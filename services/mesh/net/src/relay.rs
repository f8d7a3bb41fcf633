//! Relay decision logic

use crate::bearer::{Bearers, NetIf, RelayQueue, Transmit, RELAY_THROTTLED};
use mesh_subnet::{Credential, SendTag};
use serde::{Deserialize, Serialize};
use std::collections::HashMap;
use std::fmt;

/// Feature states that gate retransmission
#[derive(Debug, Clone, Copy, PartialEq, Eq, Serialize, Deserialize)]
pub struct RelayFeatures {
    /// Relay feature enabled
    pub relay: bool,
    /// GATT proxy feature enabled
    pub proxy: bool,
    /// Friend feature enabled
    pub friend: bool,
}

impl Default for RelayFeatures {
    fn default() -> Self {
        Self {
            relay: true,
            proxy: false,
            friend: false,
        }
    }
}

/// Relay decision result
#[derive(Debug, Clone, Copy, PartialEq, Eq)]
pub enum RelayDecision {
    /// Retransmit according to the plan
    Forward(RelayPlan),
    /// Do not retransmit
    Drop(DropReason),
}

/// How to retransmit a PDU
#[derive(Debug, Clone, Copy, PartialEq, Eq)]
pub struct RelayPlan {
    /// Outbound bearers
    pub bearers: Bearers,
    /// Outbound credential
    pub credential: Credential,
    /// Tags added to the PDU
    pub tag: SendTag,
    /// Transmit parameters
    pub xmit: Transmit,
}

/// Reason for not relaying a PDU
#[derive(Debug, Clone, Copy, PartialEq, Eq, Hash, Serialize, Deserialize)]
pub enum DropReason {
    /// TTL too low to be relayed
    TtlExpired,
    /// TTL 2 without the relay tag
    NotTaggedRelay,
    /// No row of the retransmission table matched
    NoBearer,
    /// Outbound credential cannot be used for relaying
    NoCredential,
    /// Re-encryption failed
    Crypto,
    /// Bearer refused the PDU
    Bearer,
}

impl fmt::Display for DropReason {
    fn fmt(&self, f: &mut fmt::Formatter<'_>) -> fmt::Result {
        match self {
            DropReason::TtlExpired => write!(f, "TTL expired"),
            DropReason::NotTaggedRelay => write!(f, "TTL 2 not tagged as relay"),
            DropReason::NoBearer => write!(f, "no outbound bearer"),
            DropReason::NoCredential => write!(f, "no outbound credential"),
            DropReason::Crypto => write!(f, "re-encryption failed"),
            DropReason::Bearer => write!(f, "bearer rejected"),
        }
    }
}

/// Inputs of a relay decision
#[derive(Debug, Clone, Copy)]
pub struct RelayContext {
    /// Inbound interface
    pub net_if: NetIf,
    /// Inbound credential
    pub credential: Credential,
    /// Received TTL
    pub ttl: u8,
}

/// Look up the retransmission table.
///
/// Returns the outbound bearers and credential plus any tag to add, or
/// `None` when no row matches.
fn retransmission(ctx: &RelayContext, features: &RelayFeatures) -> Option<(Bearers, Credential, SendTag)> {
    match (ctx.net_if, ctx.credential) {
        (NetIf::Adv, Credential::Flooding) => {
            let mut bearers = Bearers::empty();
            let mut tag = SendTag::empty();
            if features.relay {
                bearers |= Bearers::ADV;
                tag |= SendTag::RELAY;
            }
            if features.proxy {
                bearers |= Bearers::GATT;
            }
            (!bearers.is_empty()).then_some((bearers, Credential::Flooding, tag))
        }
        (NetIf::Adv, Credential::Friendship) if features.friend => {
            Some((Bearers::ALL, Credential::Flooding, SendTag::empty()))
        }
        (NetIf::Proxy, Credential::Flooding) if features.proxy => {
            Some((Bearers::ALL, Credential::Flooding, SendTag::empty()))
        }
        _ => None,
    }
}

/// Decide whether and how to relay a received PDU
pub fn decide(
    ctx: &RelayContext,
    features: &RelayFeatures,
    net_transmit: Transmit,
    relay_retransmit: Transmit,
    queue: RelayQueue,
) -> RelayDecision {
    // Local PDUs with TTL 1 only reach local elements
    if ctx.net_if == NetIf::Local {
        if ctx.ttl == 1 {
            return RelayDecision::Drop(DropReason::TtlExpired);
        }
    } else if ctx.ttl < 1 {
        return RelayDecision::Drop(DropReason::TtlExpired);
    }

    let Some((bearers, credential, tag)) = retransmission(ctx, features) else {
        return RelayDecision::Drop(DropReason::NoBearer);
    };

    if !matches!(credential, Credential::Flooding | Credential::Directed) {
        return RelayDecision::Drop(DropReason::NoCredential);
    }

    if ctx.ttl == 1 {
        return RelayDecision::Drop(DropReason::TtlExpired);
    }

    if ctx.ttl == 2 && !tag.contains(SendTag::RELAY) {
        return RelayDecision::Drop(DropReason::NotTaggedRelay);
    }

    // Relay retransmit only applies to adv to adv relaying
    let mut xmit = if ctx.net_if == NetIf::Adv && ctx.credential != Credential::Friendship {
        relay_retransmit
    } else {
        net_transmit
    };

    if queue.congested() {
        xmit = RELAY_THROTTLED;
    }

    RelayDecision::Forward(RelayPlan {
        bearers,
        credential,
        tag,
        xmit,
    })
}

/// Relay counters
#[derive(Debug, Clone, Default, Serialize, Deserialize)]
pub struct RelayStats {
    /// Number of relay decisions made
    pub decisions_made: u64,
    /// Number of PDUs relayed
    pub forwarded: u64,
    /// Number of PDUs not relayed
    pub dropped: u64,
    /// Relays sent with the throttled transmit
    pub throttled: u64,
    /// Breakdown of drop reasons
    pub drop_reasons: HashMap<String, u64>,
}

impl RelayStats {
    /// Account a relayed PDU
    pub fn record_forward(&mut self, throttled: bool) {
        self.decisions_made += 1;
        self.forwarded += 1;
        if throttled {
            self.throttled += 1;
        }
    }

    /// Account a PDU that was not relayed
    pub fn record_drop(&mut self, reason: DropReason) {
        self.decisions_made += 1;
        self.dropped += 1;
        *self.drop_reasons.entry(reason.to_string()).or_insert(0) += 1;
    }
}

#[cfg(test)]
mod tests {
    use super::*;

    fn ctx(net_if: NetIf, credential: Credential, ttl: u8) -> RelayContext {
        RelayContext {
            net_if,
            credential,
            ttl,
        }
    }

    fn run(ctx: &RelayContext, features: &RelayFeatures) -> RelayDecision {
        decide(
            ctx,
            features,
            Transmit::new(2, 20),
            Transmit::new(3, 50),
            RelayQueue::default(),
        )
    }

    #[test]
    fn test_adv_ttl_one_never_relayed() {
        let all = RelayFeatures {
            relay: true,
            proxy: true,
            friend: true,
        };
        for features in [all, RelayFeatures::default()] {
            assert_eq!(
                run(&ctx(NetIf::Adv, Credential::Flooding, 1), &features),
                RelayDecision::Drop(DropReason::TtlExpired)
            );
        }
    }

    #[test]
    fn test_adv_flooding_relay() {
        let decision = run(&ctx(NetIf::Adv, Credential::Flooding, 5), &RelayFeatures::default());
        let RelayDecision::Forward(plan) = decision else {
            panic!("expected forward, got {:?}", decision);
        };
        assert_eq!(plan.bearers, Bearers::ADV);
        assert_eq!(plan.credential, Credential::Flooding);
        assert!(plan.tag.contains(SendTag::RELAY));
        assert_eq!(plan.xmit, Transmit::new(3, 50));
    }

    #[test]
    fn test_ttl_two_needs_relay_tag() {
        let proxy_only = RelayFeatures {
            relay: false,
            proxy: true,
            friend: false,
        };
        assert_eq!(
            run(&ctx(NetIf::Adv, Credential::Flooding, 2), &proxy_only),
            RelayDecision::Drop(DropReason::NotTaggedRelay)
        );
        assert!(matches!(
            run(&ctx(NetIf::Adv, Credential::Flooding, 2), &RelayFeatures::default()),
            RelayDecision::Forward(_)
        ));
    }

    #[test]
    fn test_friendship_inbound() {
        let friend = RelayFeatures {
            relay: false,
            proxy: false,
            friend: true,
        };
        let decision = run(&ctx(NetIf::Adv, Credential::Friendship, 4), &friend);
        let RelayDecision::Forward(plan) = decision else {
            panic!("expected forward, got {:?}", decision);
        };
        assert_eq!(plan.bearers, Bearers::ALL);
        assert_eq!(plan.credential, Credential::Flooding);
        // Friendship inbound uses network transmit
        assert_eq!(plan.xmit, Transmit::new(2, 20));

        assert_eq!(
            run(&ctx(NetIf::Adv, Credential::Friendship, 4), &RelayFeatures::default()),
            RelayDecision::Drop(DropReason::NoBearer)
        );
    }

    #[test]
    fn test_local_and_proxy_rows() {
        assert_eq!(
            run(&ctx(NetIf::Local, Credential::Flooding, 1), &RelayFeatures::default()),
            RelayDecision::Drop(DropReason::TtlExpired)
        );
        assert_eq!(
            run(&ctx(NetIf::Local, Credential::Flooding, 5), &RelayFeatures::default()),
            RelayDecision::Drop(DropReason::NoBearer)
        );
        assert_eq!(
            run(&ctx(NetIf::Proxy, Credential::Flooding, 5), &RelayFeatures::default()),
            RelayDecision::Drop(DropReason::NoBearer)
        );
        let proxy = RelayFeatures {
            relay: false,
            proxy: true,
            friend: false,
        };
        let decision = run(&ctx(NetIf::Proxy, Credential::Flooding, 5), &proxy);
        let RelayDecision::Forward(plan) = decision else {
            panic!("expected forward, got {:?}", decision);
        };
        assert_eq!(plan.bearers, Bearers::ALL);
        assert!(plan.tag.is_empty());
    }

    #[test]
    fn test_throttle_when_queue_half_full() {
        let decision = decide(
            &ctx(NetIf::Adv, Credential::Flooding, 5),
            &RelayFeatures::default(),
            Transmit::new(2, 20),
            Transmit::new(3, 50),
            RelayQueue {
                stored: 8,
                capacity: 16,
            },
        );
        let RelayDecision::Forward(plan) = decision else {
            panic!("expected forward, got {:?}", decision);
        };
        assert_eq!(plan.xmit, RELAY_THROTTLED);
    }

    #[test]
    fn test_stats() {
        let mut stats = RelayStats::default();
        stats.record_forward(true);
        stats.record_drop(DropReason::TtlExpired);
        stats.record_drop(DropReason::TtlExpired);
        assert_eq!(stats.decisions_made, 3);
        assert_eq!(stats.throttled, 1);
        assert_eq!(stats.drop_reasons.get("TTL expired"), Some(&2));
    }
}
++++++
## Goal of the exercise
In the records above, locate each line with the word "derive". Copy all such lines.

## Solution to the exercise
#[derive(Debug, Clone, Copy, PartialEq, Eq, Serialize, Deserialize)]
#[derive(Debug, Clone, Copy, PartialEq, Eq)]
#[derive(Debug, Clone, Copy, PartialEq, Eq)]
#[derive(Debug, Clone, Copy, PartialEq, Eq, Hash, Serialize, Deserialize)]
#[derive(Debug, Clone, Copy)]
#[derive(Debug, Clone, Default, Serialize, Deserialize)]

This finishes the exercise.